Let me narrate an incident from a layman perspective.


After buying a large furniture from a well reputed company it had to be assembled after being delivered at home. Since the company mechanic was not turning up at the agreed time, I had to call up and urge him to come fast. When he arrived and started work, I observed him struggling with certain fasteners. Concerned about his capability, I questioned him why he was finding it so difficult. He said he had not brought the special tools required for the job… and he also added that he forgot them, since I asked him to hurry up! So bluntly, the blame was on the customer!

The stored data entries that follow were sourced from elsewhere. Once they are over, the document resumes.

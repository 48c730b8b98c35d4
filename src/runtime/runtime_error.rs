use thiserror::Error;

#[derive(Debug, Clone, PartialEq)]
pub struct RuntimeError {
    pub message: String,
    /// Innermost function first.
    pub call_stack: Vec<String>,
}

impl std::fmt::Display for RuntimeError {
    fn fmt(&self, f: &mut std::fmt::Formatter<'_>) -> std::fmt::Result {
        write!(f, "runtime error: {}", self.message)?;

        if !self.call_stack.is_empty() {
            write!(f, "\n  call stack:")?;

            for (i, frame) in self.call_stack.iter().rev().enumerate() {
                write!(f, "\n    {}: {}", i, frame)?;
            }
        }
        Ok(())
    }
}

impl std::error::Error for RuntimeError {}

impl RuntimeError {
    pub fn new(msg: &str) -> Self {
        RuntimeError {
            message: msg.to_string(),
            call_stack: Vec::new(),
        }
    }

    pub fn with_context(mut self, context: &str) -> Self {
        self.call_stack.push(context.to_string());
        self
    }
}

pub fn division_by_zero() -> RuntimeError {
    RuntimeError::new("division by zero")
}

pub fn stack_underflow(needed: usize, had: usize) -> RuntimeError {
    RuntimeError::new(&format!(
        "stack underflow: needed {} words, had {}",
        needed, had
    ))
}

pub fn index_out_of_bounds(index: i32, len: u32) -> RuntimeError {
    RuntimeError::new(&format!(
        "index {} out of range for array of {}",
        index, len
    ))
}

pub fn bad_address(addr: u32, len: usize) -> RuntimeError {
    RuntimeError::new(&format!(
        "memory access of {} bytes at {:#x} outside of RAM",
        len, addr
    ))
}

/// Failures of a host-initiated function call, as opposed to faults inside
/// the script.
#[derive(Debug, Clone, PartialEq, Error)]
pub enum VmError {
    #[error("invalid bind point {0}")]
    InvalidBindPoint(i32),

    #[error("state was not initialized by this assembly; run it first")]
    StateNotReady,

    #[error("input is {got} bytes, function expects {expected}")]
    InputSizeMismatch { expected: usize, got: usize },

    #[error("output is {got} bytes, function returns {expected}")]
    OutputSizeMismatch { expected: usize, got: usize },

    #[error(transparent)]
    Runtime(#[from] RuntimeError),
}

#[cfg(test)]
mod tests {
    use super::*;

    #[test]
    fn test_call_stack_prints_outermost_last() {
        let err = RuntimeError::new("boom").with_context("Inner").with_context("Outer");
        let text = err.to_string();
        assert!(text.starts_with("runtime error: boom"));
        let outer = text.find("0: Outer").unwrap();
        let inner = text.find("1: Inner").unwrap();
        assert!(outer < inner, "text was: {}", text);
    }

    #[test]
    fn test_vm_error_wraps_runtime() {
        let err: VmError = division_by_zero().into();
        assert_eq!(err.to_string(), "runtime error: division by zero");
    }
}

Now, this response led me to think that I had stressed upon the company to get my work done fast (that too since they did not stick to agreed time), so the time for completing the job was the “Primary metric”, but I had not cautioned him to maintain any “Secondary Metric” – viz. “To ensure that necessary tools are not left behind”. His irresponsibility is being justified for me not having specified the ‘secondary metric’! I also wondered how many more secondary metrics should I have specified!


The secondary metric is a factor that we do not want to compromise (knowingly or unknowingly), while we pursue to improve our primary metric (CTQ).


In the above incident the failure by the mechanic and his reply reflects his callous attitude, though in effect, a secondary metric was compromised.


However during business decisions, there could be unanticipated failures that could arise due to failure in a secondary metric, which happen to be a potential “Contradicting Factor” to the primary metric.


Let me explain a couple of experiences where the secondary metric was not identified pro-actively and resulted in failures.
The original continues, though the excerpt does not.